• **PROBLEM REQUIREMENTS**: Only lines holding the word "StorageError" should be copied from the material.

• **RECORD EXTRACTS**:

use ratatui::Frame;
use ratatui::layout::{Position, Rect};
use ratatui::style::{Modifier, Style};
use ratatui::text::{Line, Span};
use ratatui::widgets::Paragraph;

use crate::io::storage::KeyValueStore;
use crate::tui::app::{App, Mode};
use crate::util::unicode;

const PROMPT: &str = " \u{203A} ";

/// Render the new-item input: typed text, or the context's placeholder
pub fn render_input_line<S: KeyValueStore>(frame: &mut Frame, app: &App<S>, area: Rect) {
    let bg = app.theme.background;
    let focused = app.mode == Mode::Input;
    let prompt_width = unicode::display_width(PROMPT);
    let available = (area.width as usize).saturating_sub(prompt_width + 1);

    let prompt_color = if focused { app.theme.highlight } else { app.theme.dim };
    let mut spans = vec![Span::styled(PROMPT, Style::default().fg(prompt_color).bg(bg))];

    if app.input_buffer.is_empty() {
        let placeholder = app
            .store()
            .map(|store| store.context())
            .unwrap_or_default()
            .placeholder();
        spans.push(Span::styled(
            unicode::truncate_to_width(placeholder, available),
            Style::default()
                .fg(app.theme.dim)
                .bg(bg)
                .add_modifier(Modifier::ITALIC),
        ));
    } else {
        let start = scroll_start(&app.input_buffer, app.input_cursor, available);
        let visible = unicode::truncate_to_width(
            &unicode::single_line(&app.input_buffer[start..]),
            available,
        );
        spans.push(Span::styled(visible, Style::default().fg(app.theme.text_bright).bg(bg)));
    }

    if let Some(label) = editing_label(app) {
        super::helpers::push_right_aligned(
            &mut spans,
            Span::styled(label, Style::default().fg(app.theme.dim).bg(bg)),
            area.width as usize,
            Style::default().bg(bg),
        );
    }

    frame.render_widget(
        Paragraph::new(Line::from(spans)).style(Style::default().bg(bg)),
        area,
    );

    if focused {
        let start = scroll_start(&app.input_buffer, app.input_cursor, available);
        let col = unicode::display_width(&app.input_buffer[start..app.input_cursor]);
        frame.set_cursor_position(Position::new(
            area.x + (prompt_width + col) as u16,
            area.y,
        ));
    }
}

fn editing_label<S: KeyValueStore>(app: &App<S>) -> Option<&'static str> {
    (app.mode == Mode::Input && app.editing_key.is_some()).then_some("editing ")
}

/// First byte of the input shown so that the caret stays on screen.
fn scroll_start(buffer: &str, cursor: usize, available: usize) -> usize {
    let mut start = 0;
    while unicode::byte_offset_to_display_col(&buffer[start..], cursor - start) >= available {
        match unicode::next_grapheme_boundary(buffer, start) {
            Some(next) if next <= cursor => start = next,
            _ => break,
        }
    }
    start
}
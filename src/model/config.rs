use std::collections::HashMap;

use serde::{Deserialize, Serialize};

/// Configuration from config.toml in the data directory
#[derive(Debug, Clone, Default, Serialize, Deserialize)]
pub struct Config {
    #[serde(default)]
    pub ui: UiConfig,
}

#[derive(Debug, Clone, Serialize, Deserialize)]
pub struct UiConfig {
    /// Default: see src/templates/config.toml
    #[serde(default = "default_true")]
    pub show_key_hints: bool,
    /// Default: see src/templates/config.toml
    #[serde(default = "default_true")]
    pub show_footer: bool,
    /// Color overrides by theme slot name, as `#RRGGBB`
    #[serde(default)]
    pub colors: HashMap<String, String>,
}

impl Default for UiConfig {
    fn default() -> Self {
        UiConfig {
            show_key_hints: true,
            show_footer: true,
            colors: HashMap::new(),
        }
    }
}

/// Default: see src/templates/config.toml
fn default_true() -> bool {
    true
}
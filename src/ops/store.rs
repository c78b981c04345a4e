use std::path::{Path, PathBuf};

use chrono::Utc;

use crate::io::recovery::{RecoveryCategory, RecoveryEntry, log_recovery};
use crate::io::storage::{FileStore, KeyValueStore, StorageError};
use crate::model::record::{LEGACY_CONTEXT_KEY, RECORD_KEY, RecordShape, StoredRecord};
use crate::model::todo::{Context, TodoCollection, TodoItem, TodoKey};

/// Error type for todo store operations
#[derive(Debug, thiserror::Error)]
pub enum StoreError {
    #[error("could not load todos: {0}")]
    Load(#[source] StorageError),
    #[error("stored todos are unreadable: {0}")]
    Corrupt(#[from] serde_json::Error),
    #[error("no todo with key {0}")]
    NotFound(TodoKey),
    /// The in-memory change stands; only the write failed.
    #[error("change not saved: {0}")]
    Persist(#[source] StorageError),
}

/// Owns the todo items and the context flag, and keeps the stored record in
/// step with them.
///
/// A store only exists once [`TodoStore::load`] has succeeded, so no
/// mutation can run ahead of the initial read. Every mutation takes the
/// backend lock, re-reads the stored record so changes made by another
/// process are not overwritten, applies the change and writes the whole
/// record under [`RECORD_KEY`] before releasing the lock.
///
/// A failed write leaves memory as the source of truth: the change is kept,
/// the unwritten record goes to the recovery log, and the caller receives
/// [`StoreError::Persist`]. Until a later write succeeds, memory is not
/// replaced by what is on disk.
#[derive(Debug)]
pub struct TodoStore<S: KeyValueStore> {
    backend: S,
    record: StoredRecord,
    recovery_dir: Option<PathBuf>,
    unsaved: bool,
}

impl<S: KeyValueStore> TodoStore<S> {
    /// Read the stored record. An absent record means no items and the Work
    /// context. Read and parse failures are returned as-is.
    pub fn load(backend: S) -> Result<Self, StoreError> {
        let record = match read_record(&backend)? {
            Some(record) => record,
            None => StoredRecord {
                context: legacy_context(&backend)?,
                ..Default::default()
            },
        };
        Ok(TodoStore {
            backend,
            record,
            recovery_dir: None,
            unsaved: false,
        })
    }

    /// Log failed writes and deletions to the recovery log in `dir`.
    pub fn with_recovery_log(mut self, dir: &Path) -> Self {
        self.recovery_dir = Some(dir.to_path_buf());
        self
    }

    pub fn context(&self) -> Context {
        self.record.context
    }

    pub fn items(&self) -> &TodoCollection {
        &self.record.items
    }

    pub fn get(&self, key: &str) -> Option<&TodoItem> {
        self.record.items.get(key)
    }

    pub fn backend(&self) -> &S {
        &self.backend
    }

    /// Items belonging to the current context, in collection order.
    pub fn visible_items(&self) -> Vec<(&TodoKey, &TodoItem)> {
        let context = self.record.context;
        self.record
            .items
            .iter()
            .filter(|(_, item)| item.context == context)
            .collect()
    }

    /// (visible, visible and completed)
    pub fn visible_counts(&self) -> (usize, usize) {
        self.visible_items()
            .iter()
            .fold((0, 0), |(total, done), (_, item)| {
                (total + 1, done + usize::from(item.completed))
            })
    }

    pub fn set_context(&mut self, context: Context) -> Result<(), StoreError> {
        self.commit(|record| {
            record.context = context;
            Ok(())
        })
    }

    /// Add an item to the current context. Empty text is ignored and returns
    /// `Ok(None)`; text is not trimmed, so whitespace-only text is accepted.
    pub fn add_item(&mut self, text: &str) -> Result<Option<TodoKey>, StoreError> {
        if text.is_empty() {
            return Ok(None);
        }
        let now_ms = Utc::now().timestamp_millis();
        self.commit(|record| {
            let key = fresh_key(&record.items, now_ms);
            let item = TodoItem::new(text.to_string(), record.context);
            record.items.insert(key.clone(), item);
            Ok(Some(key))
        })
    }

    /// Flip completion, returning the new state.
    pub fn toggle_complete(&mut self, key: &str) -> Result<bool, StoreError> {
        self.commit(|record| {
            let item = record
                .items
                .get_mut(key)
                .ok_or_else(|| StoreError::NotFound(key.to_string()))?;
            item.completed = !item.completed;
            Ok(item.completed)
        })
    }

    /// Replace an item's text; its context never changes. Empty text is
    /// ignored like in [`TodoStore::add_item`] and returns `Ok(false)`.
    pub fn edit_text(&mut self, key: &str, text: &str) -> Result<bool, StoreError> {
        self.commit(|record| {
            let item = record
                .items
                .get_mut(key)
                .ok_or_else(|| StoreError::NotFound(key.to_string()))?;
            if text.is_empty() {
                return Ok(false);
            }
            item.text = text.to_string();
            Ok(true)
        })
    }

    /// Remove an item. Callers confirm with the user first. An absent key
    /// is a no-op returning `Ok(None)`.
    pub fn delete_item(&mut self, key: &str) -> Result<Option<TodoItem>, StoreError> {
        let recovery_dir = self.recovery_dir.clone();
        self.commit(|record| {
            let Some(item) = record.items.shift_remove(key) else {
                return Ok(None);
            };
            if let Some(dir) = &recovery_dir {
                log_recovery(
                    dir,
                    RecoveryEntry::new(RecoveryCategory::Delete, "todo deleted")
                        .field("Key", key)
                        .field("Context", item.context.tag())
                        .body(serde_json::to_string(&item)?),
                );
            }
            Ok(Some(item))
        })
    }

    /// Apply `change` to the latest stored record and write it back, all
    /// under the backend lock. Nothing is written when `change` fails or
    /// leaves the record as it was.
    fn commit<T>(
        &mut self,
        change: impl FnOnce(&mut StoredRecord) -> Result<T, StoreError>,
    ) -> Result<T, StoreError> {
        let guard = self.backend.lock();
        if guard.is_ok() {
            self.refresh();
        }

        let before = self.record.clone();
        let out = change(&mut self.record)?;
        if self.record == before {
            return Ok(out);
        }

        let json = serde_json::to_string(&self.record)?;
        let written = match guard {
            Ok(_guard) => self.backend.set_item(RECORD_KEY, &json),
            Err(e) => Err(e),
        };
        if let Err(e) = written {
            self.unsaved = true;
            if let Some(dir) = &self.recovery_dir {
                log_recovery(
                    dir,
                    RecoveryEntry::new(RecoveryCategory::Write, "record write failed")
                        .field("Key", RECORD_KEY)
                        .field("Error", e.to_string())
                        .body(json),
                );
            }
            return Err(StoreError::Persist(e));
        }
        self.unsaved = false;
        Ok(out)
    }

    /// Pick up writes made by other processes since the last read. Memory
    /// is kept when it holds unsaved changes or the stored record cannot be
    /// read.
    fn refresh(&mut self) {
        if self.unsaved {
            return;
        }
        if let Ok(Some(latest)) = read_record(&self.backend) {
            self.record = latest;
        }
    }
}

/// Parse the record under [`RECORD_KEY`], or `None` when there is none. A
/// bare item mapping takes its context from [`LEGACY_CONTEXT_KEY`].
fn read_record<S: KeyValueStore>(backend: &S) -> Result<Option<StoredRecord>, StoreError> {
    let raw = match backend.get_item(RECORD_KEY).map_err(StoreError::Load)? {
        Some(raw) if !raw.trim().is_empty() => raw,
        _ => return Ok(None),
    };
    let record = match serde_json::from_str(&raw)? {
        RecordShape::Current(record) => record,
        RecordShape::Legacy(items) => StoredRecord {
            context: legacy_context(backend)?,
            items,
            ..Default::default()
        },
    };
    Ok(Some(record))
}

/// Context from the old `"true"` / `"false"` flag; Work unless it says false.
fn legacy_context<S: KeyValueStore>(backend: &S) -> Result<Context, StoreError> {
    let flag = backend
        .get_item(LEGACY_CONTEXT_KEY)
        .map_err(StoreError::Load)?;
    Ok(Context::from_working(
        flag.is_none_or(|raw| raw.trim() != "false"),
    ))
}

/// A key derived from `now_ms` that is not in use yet.
fn fresh_key(items: &TodoCollection, now_ms: i64) -> TodoKey {
    let mut candidate = now_ms;
    while items.contains_key(candidate.to_string().as_str()) {
        candidate += 1;
    }
    candidate.to_string()
}

/// Open the file-backed store in `data_dir` and load it, with the recovery
/// log kept alongside.
pub fn open_file_store(data_dir: &Path) -> Result<TodoStore<FileStore>, StoreError> {
    let backend = FileStore::open(data_dir).map_err(StoreError::Load)?;
    Ok(TodoStore::load(backend)?.with_recovery_log(data_dir))
}
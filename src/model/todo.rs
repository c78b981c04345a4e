use std::fmt;
use std::str::FromStr;

use indexmap::IndexMap;
use serde::{Deserialize, Deserializer, Serialize, Serializer};

/// Which list is active: work items or travel items.
///
/// On disk this is the boolean `working` (`true` = Work), the shape the
/// todo records have always had.
#[derive(Debug, Clone, Copy, PartialEq, Eq, Hash, Default)]
pub enum Context {
    #[default]
    Work,
    Travel,
}

impl Context {
    /// Tag shown next to an item
    pub fn tag(self) -> &'static str {
        match self {
            Context::Work => "WORK",
            Context::Travel => "TRAVEL",
        }
    }

    /// Tab label in the header
    pub fn label(self) -> &'static str {
        match self {
            Context::Work => "Work",
            Context::Travel => "Travel",
        }
    }

    /// Placeholder for the new-item input
    pub fn placeholder(self) -> &'static str {
        match self {
            Context::Work => "Add Todo",
            Context::Travel => "Where do you want to go?",
        }
    }

    pub fn toggled(self) -> Context {
        match self {
            Context::Work => Context::Travel,
            Context::Travel => Context::Work,
        }
    }

    pub fn is_working(self) -> bool {
        self == Context::Work
    }

    pub fn from_working(working: bool) -> Context {
        if working { Context::Work } else { Context::Travel }
    }
}

impl fmt::Display for Context {
    fn fmt(&self, f: &mut fmt::Formatter<'_>) -> fmt::Result {
        match self {
            Context::Work => write!(f, "work"),
            Context::Travel => write!(f, "travel"),
        }
    }
}

impl FromStr for Context {
    type Err = String;

    fn from_str(s: &str) -> Result<Self, Self::Err> {
        match s.to_ascii_lowercase().as_str() {
            "work" | "w" => Ok(Context::Work),
            "travel" | "t" => Ok(Context::Travel),
            other => Err(format!("invalid context '{}' (expected work or travel)", other)),
        }
    }
}

impl Serialize for Context {
    fn serialize<S: Serializer>(&self, serializer: S) -> Result<S::Ok, S::Error> {
        serializer.serialize_bool(self.is_working())
    }
}

impl<'de> Deserialize<'de> for Context {
    fn deserialize<D: Deserializer<'de>>(deserializer: D) -> Result<Self, D::Error> {
        bool::deserialize(deserializer).map(Context::from_working)
    }
}

/// Opaque item key. New keys are creation timestamps in epoch milliseconds.
pub type TodoKey = String;

/// A single todo entry
#[derive(Debug, Clone, PartialEq, Eq, Serialize, Deserialize)]
pub struct TodoItem {
    pub text: String,
    /// Owning context, fixed at creation
    #[serde(rename = "working")]
    pub context: Context,
    #[serde(default)]
    pub completed: bool,
}

impl TodoItem {
    pub fn new(text: String, context: Context) -> Self {
        TodoItem {
            text,
            context,
            completed: false,
        }
    }
}

/// All items, in creation order
pub type TodoCollection = IndexMap<TodoKey, TodoItem>;

#[cfg(test)]
mod tests {
    use super::*;

    #[test]
    fn item_serializes_context_as_working_flag() {
        let item = TodoItem::new("Pack bags".into(), Context::Travel);
        let json = serde_json::to_string(&item).unwrap();
        assert_eq!(json, r#"{"text":"Pack bags","working":false,"completed":false}"#);
    }

    #[test]
    fn item_deserializes_without_completed() {
        let item: TodoItem = serde_json::from_str(r#"{"text":"x","working":true}"#).unwrap();
        assert_eq!(item.context, Context::Work);
        assert!(!item.completed);
    }

    #[test]
    fn collection_keeps_file_order() {
        let json = r#"{
            "1700000000002": {"text":"b","working":true,"completed":false},
            "1700000000001": {"text":"a","working":false,"completed":true}
        }"#;
        let items: TodoCollection = serde_json::from_str(json).unwrap();
        let keys: Vec<&str> = items.keys().map(|k| k.as_str()).collect();
        assert_eq!(keys, vec!["1700000000002", "1700000000001"]);
    }

    #[test]
    fn parse_context() {
        assert_eq!("work".parse::<Context>(), Ok(Context::Work));
        assert_eq!("TRAVEL".parse::<Context>(), Ok(Context::Travel));
        assert_eq!("t".parse::<Context>(), Ok(Context::Travel));
        assert!("home".parse::<Context>().is_err());
    }

    #[test]
    fn toggled_flips() {
        assert_eq!(Context::Work.toggled(), Context::Travel);
        assert_eq!(Context::Travel.toggled(), Context::Work);
        assert_eq!(Context::default(), Context::Work);
    }
}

• **TASK RESULT**:
use crate::io::storage::{FileStore, KeyValueStore, StorageError};
    Load(#[source] StorageError),
    Persist(#[source] StorageError),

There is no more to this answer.